*** DATA FOR THIS TASK ***
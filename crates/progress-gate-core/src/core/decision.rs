// crates/progress-gate-core/src/core/decision.rs
// ============================================================================
// Module: Progress Gate Access Decisions
// Description: Allow/deny outcomes with stable deny reasons.
// Purpose: Carry the engine verdict and read scope back to the caller.
// Dependencies: crate::core::scope, serde
// ============================================================================

//! ## Overview
//! An [`AccessDecision`] is the engine's verdict for one request. Allows for
//! read operations always carry a scope predicate; allows for writes carry
//! none. Denials carry a reason from a closed enum so callers can translate
//! them into user-facing errors without string matching.
//!
//! A denial is the expected, recoverable outcome of normal operation; it is
//! not an error and must never be logged as one.

// ============================================================================
// SECTION: Imports
// ============================================================================

use serde::Deserialize;
use serde::Serialize;

use crate::core::scope::ScopePredicate;

// ============================================================================
// SECTION: Deny Reasons
// ============================================================================

/// Stable reason attached to every denial.
///
/// # Invariants
/// - Variants are stable for serialization and contract matching.
#[derive(Debug, Clone, Copy, PartialEq, Eq, Serialize, Deserialize)]
#[serde(rename_all = "snake_case")]
pub enum DenyReason {
    /// The operation is restricted to the record owner.
    SelfOnly,
    /// The target is outside the principal's assigned scope.
    OutOfScope,
    /// The principal's role claim is not recognized.
    UnknownRole,
    /// The resource/operation combination has no rule.
    Unsupported,
    /// The target belongs to a different school than the principal.
    TenantMismatch,
}

impl DenyReason {
    /// Returns a stable label for the deny reason.
    #[must_use]
    pub const fn as_str(self) -> &'static str {
        match self {
            Self::SelfOnly => "self_only",
            Self::OutOfScope => "out_of_scope",
            Self::UnknownRole => "unknown_role",
            Self::Unsupported => "unsupported",
            Self::TenantMismatch => "tenant_mismatch",
        }
    }
}

// ============================================================================
// SECTION: Access Decision
// ============================================================================

/// Engine verdict for one access request.
///
/// # Invariants
/// - Read allows carry `Some(scope)`; write allows carry `None`.
/// - Identical (principal, request) inputs always produce identical
///   decisions.
#[derive(Debug, Clone, PartialEq, Eq, Serialize, Deserialize)]
#[serde(tag = "kind", rename_all = "snake_case")]
pub enum AccessDecision {
    /// Access granted.
    Allow {
        /// Visibility predicate for read operations.
        scope: Option<ScopePredicate>,
    },
    /// Access denied.
    Deny {
        /// Stable denial reason.
        reason: DenyReason,
    },
}

impl AccessDecision {
    /// Creates an allow decision without a scope (writes).
    #[must_use]
    pub const fn allow() -> Self {
        Self::Allow {
            scope: None,
        }
    }

    /// Creates an allow decision carrying a read scope.
    #[must_use]
    pub const fn allow_scoped(scope: ScopePredicate) -> Self {
        Self::Allow {
            scope: Some(scope),
        }
    }

    /// Creates a deny decision with the given reason.
    #[must_use]
    pub const fn deny(reason: DenyReason) -> Self {
        Self::Deny {
            reason,
        }
    }

    /// Returns true when the decision grants access.
    #[must_use]
    pub const fn is_allowed(&self) -> bool {
        matches!(self, Self::Allow { .. })
    }

    /// Returns the read scope, if the decision carries one.
    #[must_use]
    pub const fn scope(&self) -> Option<&ScopePredicate> {
        match self {
            Self::Allow {
                scope,
            } => scope.as_ref(),
            Self::Deny {
                ..
            } => None,
        }
    }

    /// Returns the denial reason, if the decision is a denial.
    #[must_use]
    pub const fn deny_reason(&self) -> Option<DenyReason> {
        match self {
            Self::Allow {
                ..
            } => None,
            Self::Deny {
                reason,
            } => Some(*reason),
        }
    }
}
*** End of DATA FOR THIS TASK ***
◆ WHAT IS REQUIRED ◆
Set the listing down again in full, exactly as it was given.

◆ RESULT FOR THIS EXERCISE ◆
filename crates/progress-gate-core/src/core/decision.rs
// crates/progress-gate-core/src/core/decision.rs
// ============================================================================
// Module: Progress Gate Access Decisions
// Description: Allow/deny outcomes with stable deny reasons.
// Purpose: Carry the engine verdict and read scope back to the caller.
// Dependencies: crate::core::scope, serde
// ============================================================================

//! ## Overview
//! An [`AccessDecision`] is the engine's verdict for one request. Allows for
//! read operations always carry a scope predicate; allows for writes carry
//! none. Denials carry a reason from a closed enum so callers can translate
//! them into user-facing errors without string matching.
//!
//! A denial is the expected, recoverable outcome of normal operation; it is
//! not an error and must never be logged as one.

// ============================================================================
// SECTION: Imports
// ============================================================================

use serde::Deserialize;
use serde::Serialize;

use crate::core::scope::ScopePredicate;

// ============================================================================
// SECTION: Deny Reasons
// ============================================================================

/// Stable reason attached to every denial.
///
/// # Invariants
/// - Variants are stable for serialization and contract matching.
#[derive(Debug, Clone, Copy, PartialEq, Eq, Serialize, Deserialize)]
#[serde(rename_all = "snake_case")]
pub enum DenyReason {
    /// The operation is restricted to the record owner.
    SelfOnly,
    /// The target is outside the principal's assigned scope.
    OutOfScope,
    /// The principal's role claim is not recognized.
    UnknownRole,
    /// The resource/operation combination has no rule.
    Unsupported,
    /// The target belongs to a different school than the principal.
    TenantMismatch,
}

impl DenyReason {
    /// Returns a stable label for the deny reason.
    #[must_use]
    pub const fn as_str(self) -> &'static str {
        match self {
            Self::SelfOnly => "self_only",
            Self::OutOfScope => "out_of_scope",
            Self::UnknownRole => "unknown_role",
            Self::Unsupported => "unsupported",
            Self::TenantMismatch => "tenant_mismatch",
        }
    }
}

// ============================================================================
// SECTION: Access Decision
// ============================================================================

/// Engine verdict for one access request.
///
/// # Invariants
/// - Read allows carry `Some(scope)`; write allows carry `None`.
/// - Identical (principal, request) inputs always produce identical
///   decisions.
#[derive(Debug, Clone, PartialEq, Eq, Serialize, Deserialize)]
#[serde(tag = "kind", rename_all = "snake_case")]
pub enum AccessDecision {
    /// Access granted.
    Allow {
        /// Visibility predicate for read operations.
        scope: Option<ScopePredicate>,
    },
    /// Access denied.
    Deny {
        /// Stable denial reason.
        reason: DenyReason,
    },
}

impl AccessDecision {
    /// Creates an allow decision without a scope (writes).
    #[must_use]
    pub const fn allow() -> Self {
        Self::Allow {
            scope: None,
        }
    }

    /// Creates an allow decision carrying a read scope.
    #[must_use]
    pub const fn allow_scoped(scope: ScopePredicate) -> Self {
        Self::Allow {
            scope: Some(scope),
        }
    }

    /// Creates a deny decision with the given reason.
    #[must_use]
    pub const fn deny(reason: DenyReason) -> Self {
        Self::Deny {
            reason,
        }
    }

    /// Returns true when the decision grants access.
    #[must_use]
    pub const fn is_allowed(&self) -> bool {
        matches!(self, Self::Allow { .. })
    }

    /// Returns the read scope, if the decision carries one.
    #[must_use]
    pub const fn scope(&self) -> Option<&ScopePredicate> {
        match self {
            Self::Allow {
                scope,
            } => scope.as_ref(),
            Self::Deny {
                ..
            } => None,
        }
    }

    /// Returns the denial reason, if the decision is a denial.
    #[must_use]
    pub const fn deny_reason(&self) -> Option<DenyReason> {
        match self {
            Self::Allow {
                ..
            } => None,
            Self::Deny {
                reason,
            } => Some(*reason),
        }
    }
}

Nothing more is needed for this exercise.